El 12 de julio, en el discurso que dio después de recibir el apoyo de Sanders, Clinton asumió prácticamente toda la plataforma de su contrincante, salvo la de romper los grandes bancos, una de las propuestas más radicales. En vez de eso dijo que le cobraría a los bancos, los principales donadores a su campaña, los impuestos que debían pagar. El seguro médico para todos y la universidad gratuita para los que menos tienen son pasos que mencionó, al igual que su negativa de apoyar el tratado transpacífico (TPP por sus siglas en inglés), que antes había apoyado. Fue como escuchar a otra persona, un discurso diametralmente opuesto al de los meses anteriores.
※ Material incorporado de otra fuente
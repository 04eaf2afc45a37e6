//! Parsing of monetary amounts typed by bot users.
//!
//! Users answer questions such as "What was your salary income?" with free
//! text like `Rs 1,200.50` or `PKR 45,000`. [`validate_numeric`] strips the
//! recognised currency markers and thousands separators, then accepts only a
//! plain non-negative decimal number. Every rejection carries a message that
//! can be shown to the user verbatim.

use thiserror::Error;

/// Field name used in messages when the caller does not supply one.
pub const DEFAULT_AMOUNT_FIELD: &str = "amount";

/// Currency markers removed before validation. Matching is case-sensitive.
const CURRENCY_MARKERS: [&str; 2] = ["Rs", "PKR"];

/// Reasons an amount reply was rejected.
///
/// The `Display` output is the user-facing message.
#[derive(Debug, Clone, PartialEq, Eq, Error)]
pub enum AmountValidationError {
    /// Nothing, or only whitespace, was supplied.
    #[error("Please provide a valid {field}.")]
    Missing {
        /// Name of the field shown in the message.
        field: String,
    },
    /// The text contains signs, letters, extra decimal points or other symbols.
    #[error("Invalid {field}. Please enter a numeric value without symbols or text.")]
    Invalid {
        /// Name of the field shown in the message.
        field: String,
    },
    /// The text passed the format check but could not be parsed as a number.
    #[error("Unable to parse the {field}. Please enter a valid number.")]
    Unparseable {
        /// Name of the field shown in the message.
        field: String,
    },
    /// The parsed value is below zero.
    #[error("The {field} cannot be negative.")]
    Negative {
        /// Name of the field shown in the message.
        field: String,
    },
}

impl AmountValidationError {
    /// Build a [`Self::Missing`] error for `field`.
    pub fn missing(field: impl Into<String>) -> Self {
        Self::Missing {
            field: field.into(),
        }
    }

    /// Build a [`Self::Invalid`] error for `field`.
    pub fn invalid(field: impl Into<String>) -> Self {
        Self::Invalid {
            field: field.into(),
        }
    }

    /// Build a [`Self::Unparseable`] error for `field`.
    pub fn unparseable(field: impl Into<String>) -> Self {
        Self::Unparseable {
            field: field.into(),
        }
    }

    /// Build a [`Self::Negative`] error for `field`.
    pub fn negative(field: impl Into<String>) -> Self {
        Self::Negative {
            field: field.into(),
        }
    }
}

/// Validate an amount reply using the default field name `"amount"`.
///
/// # Examples
///
/// ```rust
/// use taxbot_store::validate_amount;
///
/// assert_eq!(validate_amount(Some("Rs 1,200.50")), Ok(1200.5));
/// assert_eq!(
///     validate_amount(Some("")).unwrap_err().to_string(),
///     "Please provide a valid amount."
/// );
/// ```
pub fn validate_amount(raw: Option<&str>) -> Result<f64, AmountValidationError> {
    validate_numeric(raw, DEFAULT_AMOUNT_FIELD)
}

/// Validate and parse a numeric reply for the named field.
///
/// Checks run in a fixed order: presence, format, parse, sign. A leading `-`
/// is not a recognised symbol, so `"-5"` fails the format check and never
/// reaches the negative-value branch.
///
/// # Errors
///
/// Returns an [`AmountValidationError`] describing the first failed check.
pub fn validate_numeric(
    raw: Option<&str>,
    field_name: &str,
) -> Result<f64, AmountValidationError> {
    let Some(raw) = raw.filter(|text| !text.trim().is_empty()) else {
        return Err(AmountValidationError::missing(field_name));
    };

    let cleaned = normalise(raw);
    if !is_plain_decimal(&cleaned) {
        return Err(AmountValidationError::invalid(field_name));
    }

    let value: f64 = cleaned
        .parse()
        .map_err(|_| AmountValidationError::unparseable(field_name))?;

    if value < 0.0 {
        return Err(AmountValidationError::negative(field_name));
    }

    Ok(value)
}

fn normalise(raw: &str) -> String {
    let without_markers = CURRENCY_MARKERS
        .iter()
        .fold(raw.to_owned(), |text, marker| text.replace(marker, ""));
    without_markers.replace(',', "").trim().to_owned()
}

/// ASCII digits with at most one decimal point.
fn is_plain_decimal(text: &str) -> bool {
    let digits = text.replacen('.', "", 1);
    !digits.is_empty() && digits.chars().all(|c| c.is_ascii_digit())
}
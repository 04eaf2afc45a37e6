//! Single-use PostgreSQL sessions built from fixed settings.

use std::time::Duration;

use postgres::{Client, Config, NoTls};
use tracing::error;

use crate::config::DatabaseSettings;

const APPLICATION_NAME: &str = "taxbot-store";

/// Errors that can occur while opening a session.
#[derive(Debug, Clone, PartialEq, Eq, thiserror::Error)]
pub enum ConnectionError {
    /// The server was unreachable or rejected the credentials.
    #[error("failed to connect to database: {message}")]
    Connect {
        /// Detail reported by the driver.
        message: String,
    },

    /// Connection parameters could not be parsed.
    #[error("invalid database configuration: {message}")]
    Config {
        /// Parser output describing the bad parameter.
        message: String,
    },
}

impl ConnectionError {
    /// Build a [`Self::Connect`] error from driver output.
    pub fn connect(message: impl Into<String>) -> Self {
        Self::Connect {
            message: message.into(),
        }
    }

    /// Build a [`Self::Config`] error from parser output.
    pub fn config(message: impl Into<String>) -> Self {
        Self::Config {
            message: message.into(),
        }
    }
}

/// Opens one PostgreSQL session per call. Sessions are never reused.
///
/// The returned [`Client`] belongs to the caller and is closed when dropped.
#[derive(Debug, Clone)]
pub struct PostgresConnector {
    config: Config,
}

impl PostgresConnector {
    /// Build a connector from host, database, credentials and port.
    pub fn new(settings: &DatabaseSettings) -> Self {
        let mut config = Config::new();
        config
            .host(settings.host())
            .dbname(settings.name())
            .user(settings.user())
            .port(settings.port())
            .application_name(APPLICATION_NAME);
        if let Some(password) = settings.password() {
            config.password(password);
        }
        Self { config }
    }

    /// Build a connector from a `postgres://` URL or a key/value string.
    ///
    /// # Errors
    ///
    /// Returns [`ConnectionError::Config`] when the string cannot be parsed.
    pub fn from_url(database_url: &str) -> Result<Self, ConnectionError> {
        let config = database_url
            .parse::<Config>()
            .map_err(|err| ConnectionError::config(err.to_string()))?;
        Ok(Self { config })
    }

    /// Bound the time spent establishing each session.
    #[must_use]
    pub fn with_connect_timeout(mut self, timeout: Duration) -> Self {
        self.config.connect_timeout(timeout);
        self
    }

    /// Open a session, reporting why it failed.
    ///
    /// # Errors
    ///
    /// Returns [`ConnectionError::Connect`] for network, authentication or
    /// server errors.
    pub fn try_acquire(&self) -> Result<Client, ConnectionError> {
        self.config
            .connect(NoTls)
            .map_err(|err| ConnectionError::connect(err.to_string()))
    }

    /// Open a session, logging and swallowing any failure.
    pub fn acquire(&self) -> Option<Client> {
        match self.try_acquire() {
            Ok(client) => Some(client),
            Err(err) => {
                error!(error = %err, "database connection unavailable");
                None
            }
        }
    }
}
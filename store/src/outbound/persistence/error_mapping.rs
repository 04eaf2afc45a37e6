//! Mapping from `postgres` client errors to record persistence errors.

use tracing::debug;

use crate::domain::ports::RecordPersistenceError;

/// Map a client error into a connection or query error.
///
/// Server-side failures keep the SQLSTATE code and server message so that
/// logs name the failing constraint, table or column.
pub(super) fn map_postgres_error(error: &postgres::Error) -> RecordPersistenceError {
    if let Some(db_error) = error.as_db_error() {
        debug!(
            code = db_error.code().code(),
            message = db_error.message(),
            "postgres statement failed"
        );
        return RecordPersistenceError::query(format!(
            "{} (SQLSTATE {})",
            db_error.message(),
            db_error.code().code()
        ));
    }

    debug!(error = %error, "postgres client error");
    if error.is_closed() {
        RecordPersistenceError::connection(error.to_string())
    } else {
        RecordPersistenceError::query(error.to_string())
    }
}
//! Row model written by the upsert operation.

use serde::Serialize;
use serde::ser::{SerializeMap, Serializer};
use thiserror::Error;

use super::schema::{Collection, Column, ColumnType};

/// Column that identifies a row and drives conflict detection.
pub const UNIQUE_KEY: Column = Column::UserId;

/// Largest integer magnitude a `DOUBLE PRECISION` column stores exactly.
pub const MAX_EXACT_INTEGER: i64 = 1 << 53;

/// Convert `value` to `f64`, or `None` when the conversion would round.
pub(crate) fn exact_f64(value: i64) -> Option<f64> {
    if value.unsigned_abs() > MAX_EXACT_INTEGER.unsigned_abs() {
        return None;
    }
    let high = i32::try_from(value >> 32).ok()?;
    let low = u32::try_from(value & 0xFFFF_FFFF).ok()?;
    Some(f64::from(high).mul_add(4_294_967_296.0, f64::from(low)))
}

/// Scalar value stored in a single column.
#[derive(Debug, Clone, PartialEq, Serialize)]
#[serde(untagged)]
pub enum FieldValue {
    /// Free text.
    Text(String),
    /// Floating-point number.
    Number(f64),
    /// Whole number.
    Integer(i64),
    /// SQL `NULL`.
    Null,
}

impl FieldValue {
    /// Whether the value may be bound to a column of the given type.
    ///
    /// Integers are accepted for `DOUBLE PRECISION` columns while their
    /// magnitude is at most [`MAX_EXACT_INTEGER`]; `Null` fits everywhere.
    pub fn fits(&self, column_type: ColumnType) -> bool {
        match (self, column_type) {
            (Self::Integer(value), ColumnType::Double) => exact_f64(*value).is_some(),
            _ => matches!(
                (self, column_type),
                (Self::Null, _)
                    | (Self::Text(_), ColumnType::Text)
                    | (Self::Number(_), ColumnType::Double)
                    | (Self::Integer(_), ColumnType::BigInt)
            ),
        }
    }
}

impl From<&str> for FieldValue {
    fn from(value: &str) -> Self {
        Self::Text(value.to_owned())
    }
}

impl From<String> for FieldValue {
    fn from(value: String) -> Self {
        Self::Text(value)
    }
}

impl From<f64> for FieldValue {
    fn from(value: f64) -> Self {
        Self::Number(value)
    }
}

impl From<i64> for FieldValue {
    fn from(value: i64) -> Self {
        Self::Integer(value)
    }
}

impl<T: Into<Self>> From<Option<T>> for FieldValue {
    fn from(value: Option<T>) -> Self {
        value.map_or(Self::Null, Into::into)
    }
}

/// Reasons a record cannot be written to a collection.
#[derive(Debug, Clone, PartialEq, Eq, Error)]
pub enum RecordValidationError {
    /// No column was supplied.
    #[error("record for {collection} has no fields")]
    EmptyRecord {
        /// Target collection.
        collection: Collection,
    },
    /// `user_id` is absent.
    #[error("record for {collection} is missing the unique key `user_id`")]
    MissingUniqueKey {
        /// Target collection.
        collection: Collection,
    },
    /// `user_id` is present but null.
    #[error("record for {collection} has a null `user_id`")]
    NullUniqueKey {
        /// Target collection.
        collection: Collection,
    },
    /// A column outside the collection was supplied.
    #[error("column `{column}` does not belong to {collection}")]
    UnknownColumn {
        /// Target collection.
        collection: Collection,
        /// Column absent from the collection.
        column: Column,
    },
    /// A value kind does not match its column type.
    #[error("value for `{column}` does not fit column type {expected}")]
    TypeMismatch {
        /// Column whose value was rejected.
        column: Column,
        /// Declared type of the column.
        expected: ColumnType,
    },
    /// Only the unique key was supplied, leaving nothing to update on conflict.
    #[error("record for {collection} has no columns to update besides `user_id`")]
    EmptyUpdateSet {
        /// Target collection.
        collection: Collection,
    },
}

/// Ordered mapping from column to value describing one row.
///
/// Setting a column that is already present replaces its value without
/// changing its position.
///
/// # Examples
///
/// ```rust
/// use taxbot_store::{Column, FieldValue, Record};
///
/// let record = Record::for_user(42)
///     .with(Column::SalaryIncome, 1_200.5)
///     .with(Column::OtherIncome, None::<f64>);
///
/// assert_eq!(record.user_id(), Some(42));
/// assert_eq!(record.get(Column::OtherIncome), Some(&FieldValue::Null));
/// ```
#[derive(Debug, Clone, Default, PartialEq)]
pub struct Record {
    fields: Vec<(Column, FieldValue)>,
}

impl Record {
    /// Create an empty record.
    pub fn new() -> Self {
        Self::default()
    }

    /// Start a record holding only the unique key.
    pub fn for_user(user_id: i64) -> Self {
        Self::new().with(UNIQUE_KEY, user_id)
    }

    /// Builder form of [`Record::set`].
    #[must_use]
    pub fn with(mut self, column: Column, value: impl Into<FieldValue>) -> Self {
        self.set(column, value);
        self
    }

    /// Insert or replace the value of `column`.
    pub fn set(&mut self, column: Column, value: impl Into<FieldValue>) {
        let value = value.into();
        match self.fields.iter_mut().find(|(existing, _)| *existing == column) {
            Some((_, slot)) => *slot = value,
            None => self.fields.push((column, value)),
        }
    }

    /// Value of `column`, if the record sets it.
    pub fn get(&self, column: Column) -> Option<&FieldValue> {
        self.fields
            .iter()
            .find(|(existing, _)| *existing == column)
            .map(|(_, value)| value)
    }

    /// Value of the unique key when it is a non-null integer.
    pub fn user_id(&self) -> Option<i64> {
        match self.get(UNIQUE_KEY) {
            Some(FieldValue::Integer(id)) => Some(*id),
            _ => None,
        }
    }

    /// Columns and values in insertion order.
    pub fn iter(&self) -> impl Iterator<Item = (Column, &FieldValue)> {
        self.fields.iter().map(|(column, value)| (*column, value))
    }

    /// Columns in insertion order.
    pub fn columns(&self) -> impl Iterator<Item = Column> + '_ {
        self.fields.iter().map(|(column, _)| *column)
    }

    /// Number of columns set.
    pub fn len(&self) -> usize {
        self.fields.len()
    }

    /// Whether no column is set.
    pub fn is_empty(&self) -> bool {
        self.fields.is_empty()
    }

    /// Check the record can be upserted into `collection`.
    ///
    /// # Errors
    ///
    /// Returns the first [`RecordValidationError`] found.
    pub fn validate_for(&self, collection: Collection) -> Result<(), RecordValidationError> {
        if self.is_empty() {
            return Err(RecordValidationError::EmptyRecord { collection });
        }

        for (column, value) in self.iter() {
            if !collection.has_column(column) {
                return Err(RecordValidationError::UnknownColumn { collection, column });
            }
            let expected = column.column_type();
            if !value.fits(expected) {
                return Err(RecordValidationError::TypeMismatch { column, expected });
            }
        }

        match self.get(UNIQUE_KEY) {
            None => return Err(RecordValidationError::MissingUniqueKey { collection }),
            Some(FieldValue::Null) => {
                return Err(RecordValidationError::NullUniqueKey { collection });
            }
            Some(_) => {}
        }

        if self.columns().all(|column| column == UNIQUE_KEY) {
            return Err(RecordValidationError::EmptyUpdateSet { collection });
        }

        Ok(())
    }
}

impl Serialize for Record {
    fn serialize<S: Serializer>(&self, serializer: S) -> Result<S::Ok, S::Error> {
        let mut map = serializer.serialize_map(Some(self.fields.len()))?;
        for (column, value) in &self.fields {
            map.serialize_entry(column.name(), value)?;
        }
        map.end()
    }
}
No queda más que preguntarse si este camaleón de mujer cumplirá lo dicho. Es una cuestión difícil. Obama no solamente no cumplió las propuestas que prometió, sino que ni siquiera las trató de implementar. Para un político tradicional, una cosa es estar en campaña y otra muy diferente es llegar a la presidencia. De Sanders no cabía duda que, si llegaba, haría lo posible por cumplir. A Clinton no sólo la respaldaron intereses fuertes y poderosos para que los proteja, gente que además es su amiga, sino que tiene un amplio historial de mentir para cumplir sus objetivos. La única manera es que la organización de masas creada a partir de la postulación de Sanders, con él como líder, la obligue a cumplir con sus promesas por cualquier medio posible, y para eso será necesaria la creatividad. Es probable también que varios de los llamados Berniecrats, políticos que comulgan con sus ideas, lleguen al Congreso en la siguiente elección, y que poco a poco su número crezca. En ese sentido la batalla por cambiar ese país apenas comienza. Mientras viva y tenga fuerzas, Sanders llevará la batuta. Habrá que ver qué sucederá en unos años, cuando la edad le prohíba dirigir el movimiento.

Existe también la posibilidad de que Clinton quiera hacer las cosas bien. Que piense dejar una huella en su país, ser recordada no sólo como la primera mujer en ser presidente, sino quien logró cambios de fondo verdaderamente significativos. Démosle el beneficio de la duda, a pesar de que su biografía política apunte hacia el lado opuesto.